月山富田城は戦国時代、山陰の覇者尼子氏が本拠を構え、170年間の尼子氏六代の盛衰の舞台となった城です。
もともとは歴代の出雲国守護職の居城で、1396年(応永3年)から1566年(永禄9年)は尼子氏の居城でした。
尼子氏は中国地方の覇権を巡って周辺諸国と争い、尼子経久の時期に出雲に基盤を造り上げ、その孫にあたる尼子晴久の代には山陰・山陽8カ国守護の大大名となりました。
天然の地形を利用した難攻不落の城でしたが、1566年(永禄9年) に毛利元就によって攻め落とされ、以後は毛利氏の城となります。
毛利領となって以降は城代として福原貞俊、口羽通良、天野隆重らが居城し、尼子再興を目指す山中幸盛(山中鹿介)らに攻撃されますが、これを退けました。
1600年(慶長5年)以降、関ケ原の戦いでは東軍に与した堀尾吉晴が城主となりましたが、1611年(慶長16年)に堀尾忠晴が松江城に移ったため廃城となりました。
1934年(昭和9年)に国の史跡に指定されています。
月山富田城の構造
月山富田城は月山(吐月峰、標高191.5m)の山上に本丸をおく典型的な山城です。
南東以外の三方は急峻な斜面であり、北側を正面とし、山麓部から山頂部へ曲輪を連ねる「連郭式」の縄張となっています。
城への進入路は、北麓の菅谷口(すがたにぐち)からの大手道(おおてみち)、富田橋を渡った正面の御子守口(おこもりぐち)からの搦手道(からめてみち)、南麓の塩谷口(しおだにぐち)からの裏手道(うらてみち)の3か所のみで、すべての進入路は山腹の「山中御殿」に通じ、急峻な一本道「七曲り」で、詰の城である山頂部につながっています。
現存する古絵図「富田月山城絵図」には石垣や瓦葺きの櫓などが描かれていますが、これは1600年(慶長5年)に入封した堀尾氏による改築と推定されています。

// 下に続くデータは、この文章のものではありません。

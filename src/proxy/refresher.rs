//! Proxy membership refresher.
//!
//! # Responsibilities
//! - Keep the proxy's peer URLs in step with the cluster
//! - Persist them to the cluster file so a restarted proxy can find the cluster
//! - Publish the client URLs requests are forwarded to
//!
//! # Design Decisions
//! - A failed query or an empty answer keeps the previous state
//! - New state is adopted only after it is durably persisted
//! - Client URLs are an `ArcSwap` snapshot; readers never wait on a refresh
//! - Refreshes are serialized by the async mutex around the peer URLs

use std::collections::BTreeSet;
use std::sync::Arc;
use std::time::Duration;

use arc_swap::ArcSwap;
use tokio::sync::{watch, Mutex};
use tokio::time;

use crate::cluster::urls::PeerUrlMap;
use crate::observability::metrics;
use crate::proxy::cluster_file::{ClusterFile, PersistError};
use crate::proxy::query::ClusterQuery;

/// Shortest interval between background refreshes.
pub const MIN_REFRESH_INTERVAL: Duration = Duration::from_millis(100);

pub struct ProxyMembershipRefresher {
    query: Arc<dyn ClusterQuery>,
    file: ClusterFile,
    peer_urls: Mutex<Vec<String>>,
    client_urls: ArcSwap<Vec<String>>,
}

impl ProxyMembershipRefresher {
    pub fn new(query: Arc<dyn ClusterQuery>, file: ClusterFile, peer_urls: Vec<String>) -> Self {
        Self {
            query,
            file,
            peer_urls: Mutex::new(peer_urls),
            client_urls: ArcSwap::from_pointee(Vec::new()),
        }
    }

    /// Seed from the cluster file when present, else from the configured map.
    pub fn seeded(
        query: Arc<dyn ClusterQuery>,
        file: ClusterFile,
        fallback: &PeerUrlMap,
    ) -> Result<Self, PersistError> {
        let peer_urls = match file.load()? {
            Some(record) => {
                tracing::info!(
                    path = %file.path().display(),
                    peer_urls = ?record.peer_urls,
                    "Proxy: using peer urls from cluster file"
                );
                record.peer_urls
            }
            None => fallback.urls(),
        };
        Ok(Self::new(query, file, peer_urls))
    }

    /// Currently published client URLs.
    pub fn client_urls(&self) -> Arc<Vec<String>> {
        self.client_urls.load_full()
    }

    pub async fn peer_urls(&self) -> Vec<String> {
        self.peer_urls.lock().await.clone()
    }

    /// Query the cluster and adopt its membership. Returns the client URLs in
    /// effect afterwards.
    pub async fn refresh(&self) -> Arc<Vec<String>> {
        let mut peer_urls = self.peer_urls.lock().await;

        let cluster = match self.query.fetch(&peer_urls).await {
            Ok(cluster) => cluster,
            Err(e) => {
                tracing::warn!(error = %e, "Proxy: failed to refresh cluster membership");
                metrics::record_refresh("query_failed");
                return self.client_urls();
            }
        };
        if cluster.is_empty() {
            tracing::warn!("Proxy: cluster reported no members, keeping previous endpoints");
            metrics::record_refresh("empty");
            return self.client_urls();
        }

        let new_peers = cluster.peer_urls();
        let file = self.file.clone();
        let record = new_peers.clone();
        let stored = match tokio::task::spawn_blocking(move || file.store(&record)).await {
            Ok(stored) => stored.map_err(|e| e.to_string()),
            Err(e) => Err(e.to_string()),
        };
        if let Err(e) = stored {
            tracing::error!(error = %e, "Proxy: could not persist cluster membership");
            metrics::record_refresh("persist_failed");
            return self.client_urls();
        }

        let old: BTreeSet<&String> = peer_urls.iter().collect();
        let new: BTreeSet<&String> = new_peers.iter().collect();
        if old != new {
            tracing::info!(
                from = ?peer_urls,
                to = ?new_peers,
                "Proxy: updated peer urls in cluster file"
            );
        }
        *peer_urls = new_peers;

        let client_urls = Arc::new(cluster.client_urls());
        self.client_urls.store(client_urls.clone());
        metrics::record_refresh("ok");
        client_urls
    }

    /// Refresh on a fixed interval until `shutdown` flips to true.
    ///
    /// Intervals shorter than [`MIN_REFRESH_INTERVAL`] are raised to it.
    pub async fn run(self: Arc<Self>, interval: Duration, mut shutdown: watch::Receiver<bool>) {
        let interval = interval.max(MIN_REFRESH_INTERVAL);
        tracing::info!(interval = ?interval, "Proxy membership refresher starting");
        let mut ticker = time::interval(interval);
        ticker.set_missed_tick_behavior(time::MissedTickBehavior::Delay);

        loop {
            tokio::select! {
                _ = ticker.tick() => {
                    self.refresh().await;
                }
                changed = async { shutdown.wait_for(|stop| *stop).await.is_ok() } => {
                    if changed {
                        tracing::info!("Proxy membership refresher received shutdown signal, exiting loop");
                    }
                    break;
                }
            }
        }
    }
}

#[cfg(test)]
mod tests {
    use super::*;
    use crate::proxy::query::{QueryError, RemoteCluster, RemoteMember};
    use async_trait::async_trait;
    use std::sync::Mutex as StdMutex;

    /// Answers from a queue, repeating the last answer.
    struct ScriptedQuery {
        answers: StdMutex<Vec<Result<RemoteCluster, ()>>>,
        asked: StdMutex<Vec<Vec<String>>>,
    }

    impl ScriptedQuery {
        fn new(answers: Vec<Result<RemoteCluster, ()>>) -> Arc<Self> {
            Arc::new(Self {
                answers: StdMutex::new(answers),
                asked: StdMutex::new(Vec::new()),
            })
        }
    }

    #[async_trait]
    impl ClusterQuery for ScriptedQuery {
        async fn fetch(&self, peer_urls: &[String]) -> Result<RemoteCluster, QueryError> {
            self.asked.lock().unwrap().push(peer_urls.to_vec());
            let mut answers = self.answers.lock().unwrap();
            let answer = if answers.len() > 1 {
                answers.remove(0)
            } else {
                answers[0].clone()
            };
            answer.map_err(|_| QueryError::Unreachable(peer_urls.join(",")))
        }
    }

    fn cluster(members: &[(&str, &str, &str)]) -> RemoteCluster {
        RemoteCluster {
            members: members
                .iter()
                .map(|(name, peer, client)| RemoteMember {
                    name: name.to_string(),
                    peer_urls: vec![peer.to_string()],
                    client_urls: vec![client.to_string()],
                })
                .collect(),
        }
    }

    fn seed() -> Vec<String> {
        vec!["http://10.0.0.1:2380".to_string()]
    }

    #[tokio::test]
    async fn adopts_and_persists_membership() {
        let dir = tempfile::tempdir().unwrap();
        let query = ScriptedQuery::new(vec![Ok(cluster(&[
            ("a", "http://10.0.0.1:2380", "http://10.0.0.1:2379"),
            ("b", "http://10.0.0.2:2380", "http://10.0.0.2:2379"),
        ]))]);
        let refresher = ProxyMembershipRefresher::new(query, ClusterFile::new(dir.path()), seed());

        let clients = refresher.refresh().await;
        assert_eq!(
            *clients,
            vec!["http://10.0.0.1:2379".to_string(), "http://10.0.0.2:2379".to_string()]
        );
        let record = ClusterFile::new(dir.path()).load().unwrap().unwrap();
        assert_eq!(
            record.peer_urls,
            vec!["http://10.0.0.1:2380".to_string(), "http://10.0.0.2:2380".to_string()]
        );
        assert_eq!(refresher.peer_urls().await, record.peer_urls);
    }

    #[tokio::test(flavor = "multi_thread", worker_threads = 2)]
    async fn concurrent_refreshes_persist_off_the_runtime() {
        let dir = tempfile::tempdir().unwrap();
        let query = ScriptedQuery::new(vec![Ok(cluster(&[(
            "a",
            "http://10.0.0.1:2380",
            "http://10.0.0.1:2379",
        )]))]);
        let refresher = Arc::new(ProxyMembershipRefresher::new(
            query.clone(),
            ClusterFile::new(dir.path()),
            seed(),
        ));

        let tasks: Vec<_> = (0..4)
            .map(|_| {
                let refresher = refresher.clone();
                tokio::spawn(async move { refresher.refresh().await })
            })
            .collect();
        for task in tasks {
            assert_eq!(*task.await.unwrap(), vec!["http://10.0.0.1:2379".to_string()]);
        }

        assert_eq!(query.asked.lock().unwrap().len(), 4);
        let record = ClusterFile::new(dir.path()).load().unwrap().unwrap();
        assert_eq!(record.peer_urls, seed());
    }

    #[tokio::test]
    async fn failed_or_empty_query_keeps_client_urls() {
        let dir = tempfile::tempdir().unwrap();
        let query = ScriptedQuery::new(vec![
            Ok(cluster(&[("a", "http://10.0.0.1:2380", "http://10.0.0.1:2379")])),
            Err(()),
            Ok(RemoteCluster::default()),
        ]);
        let refresher = ProxyMembershipRefresher::new(query, ClusterFile::new(dir.path()), seed());

        let first = refresher.refresh().await;
        let after_failure = refresher.refresh().await;
        let after_empty = refresher.refresh().await;

        assert_eq!(*first, vec!["http://10.0.0.1:2379".to_string()]);
        assert_eq!(after_failure, first);
        assert_eq!(after_empty, first);
        assert_eq!(refresher.client_urls(), first);
    }

    #[tokio::test]
    async fn persist_failure_keeps_previous_state() {
        let dir = tempfile::tempdir().unwrap();
        let query = ScriptedQuery::new(vec![Ok(cluster(&[(
            "b",
            "http://10.0.0.2:2380",
            "http://10.0.0.2:2379",
        )]))]);
        let missing = dir.path().join("missing");
        let refresher = ProxyMembershipRefresher::new(query, ClusterFile::new(&missing), seed());

        let clients = refresher.refresh().await;
        assert!(clients.is_empty());
        assert_eq!(refresher.peer_urls().await, seed());
    }

    #[tokio::test]
    async fn next_query_uses_adopted_peers() {
        let dir = tempfile::tempdir().unwrap();
        let query = ScriptedQuery::new(vec![Ok(cluster(&[(
            "b",
            "http://10.0.0.2:2380",
            "http://10.0.0.2:2379",
        )]))]);
        let refresher =
            ProxyMembershipRefresher::new(query.clone(), ClusterFile::new(dir.path()), seed());

        refresher.refresh().await;
        refresher.refresh().await;

        let asked = query.asked.lock().unwrap();
        assert_eq!(asked[0], seed());
        assert_eq!(asked[1], vec!["http://10.0.0.2:2380".to_string()]);
    }

    #[tokio::test]
    async fn seeds_from_cluster_file_first() {
        let dir = tempfile::tempdir().unwrap();
        let file = ClusterFile::new(dir.path());
        let map = PeerUrlMap::parse("a=http://10.0.0.1:2380").unwrap();
        let query = ScriptedQuery::new(vec![Err(())]);

        let refresher =
            ProxyMembershipRefresher::seeded(query.clone(), file.clone(), &map).unwrap();
        assert_eq!(refresher.peer_urls().await, seed());

        file.store(&["http://10.0.0.9:2380".to_string()]).unwrap();
        let refresher = ProxyMembershipRefresher::seeded(query, file, &map).unwrap();
        assert_eq!(
            refresher.peer_urls().await,
            vec!["http://10.0.0.9:2380".to_string()]
        );
    }

    #[tokio::test]
    async fn run_stops_on_shutdown() {
        let dir = tempfile::tempdir().unwrap();
        let query = ScriptedQuery::new(vec![Err(())]);
        let refresher = Arc::new(ProxyMembershipRefresher::new(
            query.clone(),
            ClusterFile::new(dir.path()),
            seed(),
        ));
        let (stop_tx, stop_rx) = watch::channel(false);

        let task = tokio::spawn(refresher.run(Duration::from_millis(10), stop_rx));
        time::sleep(Duration::from_millis(35)).await;
        stop_tx.send_replace(true);

        time::timeout(Duration::from_secs(1), task).await.unwrap().unwrap();
        assert!(query.asked.lock().unwrap().len() >= 2);
    }

    #[tokio::test]
    async fn zero_interval_is_raised_to_minimum() {
        let dir = tempfile::tempdir().unwrap();
        let query = ScriptedQuery::new(vec![Err(())]);
        let refresher = Arc::new(ProxyMembershipRefresher::new(
            query.clone(),
            ClusterFile::new(dir.path()),
            seed(),
        ));
        let (stop_tx, stop_rx) = watch::channel(false);

        let task = tokio::spawn(refresher.run(Duration::ZERO, stop_rx));
        time::sleep(MIN_REFRESH_INTERVAL / 2).await;
        assert!(!task.is_finished());
        stop_tx.send_replace(true);

        time::timeout(Duration::from_secs(1), task).await.unwrap().unwrap();
        let asked = query.asked.lock().unwrap().len();
        assert!((1..=2).contains(&asked));
    }
}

尼子氏・毛利氏が城主であった時代の姿は定かではありません。
安来市観光協会による紹介文
安来市観光協会から月山富田城の紹介文を提供いただきました。
月山の一帯にあり、山陰・山陽十一州を手中に収めた尼子氏歴代が本城とし山陰・山陽制覇の拠点とした月山富田城は、その規模と難攻不落の城として、戦国時代屈指の要害でした。また艱難(かんなん)辛苦に耐える悲運の武将・山中鹿介の出た城として有名です。 この城を築いたのは、保元・平治の頃(1156年~1159年)、平家の大将悪七兵衛平景清であると伝えられていますが、その他に佐々木高綱や同義清などの諸説がありいずれも明らかではありません。しかし築城は長寛から文治年間(1163年~1189年)の頃と推定されています。難攻不落の要塞城と言われており、主家への忠義を貫いた山中鹿介の銅像や供養塔、随所に残る石垣や石畳の古道が往時の面影を伝えています。1934年(昭和9年)に国の史跡に指定され、2006年(平成18年)には「日本名城100選(65番)」にも選ばれています。
月山富田城は菅谷口、御子守口、塩谷口の3方面からしか攻められず、城内郭の下段が落ちても、中段の山中御殿で防ぎ、そこが落ちても、主山の月山に登って防ぎ、頂上には堀を築き、守りを固め、一度も落城しなかった天下の名城として知られています。
この月山には、平時は時を告げ、非常時は兵士を招集する太鼓があったという太鼓壇(たいこのだん)という場所があります。現在は春になると、たくさんの桜が咲く名所となっています。
鎌倉幕府の成立によって、出雲守護に任命された佐々木義清が富田城に入ってから、鎌倉時代後半に守護が塩冶大廻(えんやおおさこ)城に移ったことはありましたが、南北朝時代には山名氏、室町時代には京極氏と、歴代の守護の居城となりました。
月山富田城が最も華やかであったのは、京極氏の守護代であった尼子氏、中でも尼子経久(つねひさ)の時代です。
経久は、下克上の戦国期に守護代の地位から守護京極政経に対抗して戦国大名として独立しました。経久は、この対立から富田城を追われましたが、1486年(文明18年)に劇的な富田城奪回に成功したと言う逸話が残されています。その後出雲諸城はもちろん、1541年(天文10年)に84歳で没するまでに山陰・山陽まで領し、もっとも繁栄しました。
経久の後を継いだ尼子晴久の代には安芸の毛利元就に侵攻され、1566年(永禄9年)尼子義久の篭城戦の末、富田城は開城しました。